How do mammals prepare themselves in utero for a radical modification to their respiration at the time of birth, when they move abruptly from an aquatic medium to air?
CNRS researchers, working in collaboration with teams from the Universities of the Méditerranée, Paris-Sud 11 and Paul Cézanne have identified a gene in the mouse that is essential to respiration and consequently to survival at birth. This work, just published in the Journal of Neuroscience, opens the way to better understanding respiratory disorders in humans, which can range from sleep apnea to sudden infant death syndrome.

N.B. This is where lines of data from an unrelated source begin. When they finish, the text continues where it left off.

// Code generated by attrgen. DO NOT EDIT.

#[derive(Debug, Clone, Default, PartialEq)]
pub struct NodePrivate {
    pub name: Option<String>,
    pub meta: Option<Box<TagPrivate>>,
    pub next: Option<Box<NodePrivate>>,
    pub slots: Option<std::collections::HashMap<String, NodeSlotsValuePrivate>>,
}

#[derive(Debug, Clone, Default, PartialEq)]
pub struct NodeSlotsValuePrivate {
    pub size: Option<i64>,
    pub note: Option<String>,
}

#[derive(Debug, Clone, Default, PartialEq)]
pub struct Node {
    pub name: String,
    pub meta: Box<Tag>,
    pub next: Option<Box<Node>>,
    pub slots: Option<std::collections::HashMap<String, NodeSlotsValue>>,
}

#[derive(Debug, Clone, Default, PartialEq)]
pub struct NodeSlotsValue {
    pub size: Option<i64>,
    pub note: String,
}

#[derive(Debug, Clone, Default, PartialEq)]
pub struct TagPrivate {
    pub label: Option<String>,
    pub weight: Option<i64>,
}

#[derive(Debug, Clone, Default, PartialEq)]
pub struct Tag {
    pub label: String,
    pub weight: i64,
}

impl NodePrivate {
    /// Checks every validation rule, reporting all violations.
    pub fn validate(&self) -> Result<(), attrgen::runtime::ValidationErrors> {
        let mut err = attrgen::runtime::ValidationErrors::new();
        {
            let v0 = self;
            if v0.name.is_none() {
                err.push(attrgen::runtime::ValidationError::missing_attribute("Node", "name"));
            }
            if let Some(v1) = &v0.name {
                if v1.chars().count() < 1 {
                    err.push(attrgen::runtime::ValidationError::invalid_length("Node.name", v1, v1.chars().count(), 1, true));
                }
            }
            if let Some(v1) = &v0.meta {
                if let Err(e) = v1.validate() {
                    err.merge(e);
                }
            }
            if let Some(v1) = &v0.next {
                if let Err(e) = v1.validate() {
                    err.merge(e);
                }
            }
            if let Some(v1) = &v0.slots {
                for e1 in v1.values() {
                    {
                        let v2 = &(*e1);
                        if let Some(v3) = &v2.size {
                            if *v3 > 10 {
                                err.push(attrgen::runtime::ValidationError::invalid_range("Node.slots[*].size", v3, 10.0, false));
                            }
                        }
                    }
                }
            }
        }
        err.into_result()
    }

    /// Sets unset fields that declare a default.
    pub fn finalize(&mut self) {
        if self.meta.is_none() {
            self.meta = Some(Box::new(TagPrivate { label: Some("root".to_string()), ..Default::default() }));
        }
        if let Some(v0) = self.meta.as_mut() {
            v0.finalize();
        }
        if let Some(v0) = self.next.as_mut() {
            v0.finalize();
        }
        if let Some(v0) = self.slots.as_mut() {
            for e1 in v0.values_mut() {
                if e1.note.is_none() {
                    e1.note = Some("empty".to_string());
                }
            }
        }
    }

    /// Converts into [`Node`]; call after `validate` and `finalize`.
    pub fn publicize(&self) -> Node {
        let mut target = Node::default();
        if let Some(v0) = &self.name {
            target.name = v0.clone();
        }
        if let Some(v0) = &self.meta {
            target.meta = Box::new(v0.publicize());
        }
        if let Some(v0) = &self.next {
            target.next = Some(Box::new(v0.publicize()));
        }
        if let Some(v0) = &self.slots {
            let mut tmp1 = std::collections::HashMap::with_capacity(v0.len());
            for (k1, e1) in v0.iter() {
                let mut tmp2 = NodeSlotsValue::default();
                if let Some(v2) = &e1.size {
                    tmp2.size = Some(v2.clone());
                }
                if let Some(v2) = &e1.note {
                    tmp2.note = v2.clone();
                }
                tmp1.insert(k1.clone(), tmp2);
            }
            target.slots = Some(tmp1);
        }
        target
    }
}

impl Node {
    /// Checks every validation rule, reporting all violations.
    pub fn validate(&self) -> Result<(), attrgen::runtime::ValidationErrors> {
        let mut err = attrgen::runtime::ValidationErrors::new();
        {
            let v0 = self;
            if v0.name.is_empty() {
                err.push(attrgen::runtime::ValidationError::missing_attribute("Node", "name"));
            }
            {
                let v1 = &v0.name;
                if v1.chars().count() < 1 {
                    err.push(attrgen::runtime::ValidationError::invalid_length("Node.name", v1, v1.chars().count(), 1, true));
                }
            }
            {
                let v1 = &v0.meta;
                if let Err(e) = v1.validate() {
                    err.merge(e);
                }
            }
            if let Some(v1) = &v0.next {
                if let Err(e) = v1.validate() {
                    err.merge(e);
                }
            }
            if let Some(v1) = &v0.slots {
                for e1 in v1.values() {
                    {
                        let v2 = &(*e1);
                        if let Some(v3) = &v2.size {
                            if *v3 > 10 {
                                err.push(attrgen::runtime::ValidationError::invalid_range("Node.slots[*].size", v3, 10.0, false));
                            }
                        }
                    }
                }
            }
        }
        err.into_result()
    }
}

impl TagPrivate {
    /// Checks every validation rule, reporting all violations.
    pub fn validate(&self) -> Result<(), attrgen::runtime::ValidationErrors> {
        let mut err = attrgen::runtime::ValidationErrors::new();
        {
            let v0 = self;
            if v0.label.is_none() {
                err.push(attrgen::runtime::ValidationError::missing_attribute("Tag", "label"));
            }
            if let Some(v1) = &v0.weight {
                if *v1 < 0 {
                    err.push(attrgen::runtime::ValidationError::invalid_range("Tag.weight", v1, 0.0, true));
                }
            }
        }
        err.into_result()
    }

    /// Sets unset fields that declare a default.
    pub fn finalize(&mut self) {
        if self.weight.is_none() {
            self.weight = Some(1);
        }
    }

    /// Converts into [`Tag`]; call after `validate` and `finalize`.
    pub fn publicize(&self) -> Tag {
        let mut target = Tag::default();
        if let Some(v0) = &self.label {
            target.label = v0.clone();
        }
        if let Some(v0) = &self.weight {
            target.weight = v0.clone();
        }
        target
    }
}

impl Tag {
    /// Checks every validation rule, reporting all violations.
    pub fn validate(&self) -> Result<(), attrgen::runtime::ValidationErrors> {
        let mut err = attrgen::runtime::ValidationErrors::new();
        {
            let v0 = self;
            if v0.label.is_empty() {
                err.push(attrgen::runtime::ValidationError::missing_attribute("Tag", "label"));
            }
            {
                let v1 = &v0.weight;
                if *v1 < 0 {
                    err.push(attrgen::runtime::ValidationError::invalid_range("Tag.weight", v1, 0.0, true));
                }
            }
        }
        err.into_result()
    }
}

/// Converts [`Node`] into [`Node`].
pub fn copy_node(source: &Node) -> Node {
    let mut target = Node::default();
    target.meta = Box::new(transform_tag_to_tag(&source.meta));
    target.name = source.name.clone();
    if let Some(v0) = &source.next {
        target.next = Some(Box::new(copy_node(&v0)));
    }
    if let Some(v0) = &source.slots {
        let mut tmp1 = std::collections::HashMap::with_capacity(v0.len());
        for (k1, e1) in v0.iter() {
            let mut tmp2 = NodeSlotsValue::default();
            tmp2.note = e1.note.clone();
            if let Some(v2) = &e1.size {
                tmp2.size = Some(v2.clone());
            }
            tmp1.insert(k1.clone(), tmp2);
        }
        target.slots = Some(tmp1);
    }
    target
}

fn transform_tag_to_tag(source: &Tag) -> Tag {
    let mut target = Tag::default();
    target.label = source.label.clone();
    target.weight = source.weight.clone();
    target
}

In mammals, the foetus develops in a liquid environment where the umbilical cord provides a supply of oxygen and pulmonary functions are almost absent. At birth, the newborn moves from intra-uterine aquatic life to independent living in an aerial environment. How does the body prepare itself for such an abrupt transition? We already know that several neuronal circuits intervene in neonatal respiration in mammals. More specifically, two regions situated in the hindbrain have been identified (the pre-Bötzinger complex and the parafacial respiratory group). These neurons are the source of a pacemaker activity, or in other words a rhythm in the brainstem that gives rise to automatic respiratory movements and thus prepares newborns for birth.
The studies performed by researchers in Paris and Marseilles(1) reveal that a protein called TSHZ3 is present in the parafacial respiratory group and plays a major role in the activity of neurons in that region. Newborn mice in which the Tshz3 gene (which codes for the TSHZ3 protein) does not function are unable to breathe at birth and die after a few minutes. Although in principle the pre-Bötzinger complex and parafacial respiratory group have developed correctly in these mutant newborn mice, neurons in the parafacial respiratory group do not display the rhythmic activity that is their specific characteristic. Thus a single gene, Tshz3, is capable of controlling development in the neurons of several elements and cellular events that are essential to breathing at birth.
In the future, collaborative efforts with medical research teams may provide a clearer understanding of the implication of Tshz3 in human respiratory disorders, ranging from sleep apnea to sudden infant death syndrome, which is the principal cause of neonatal deaths in Western countries.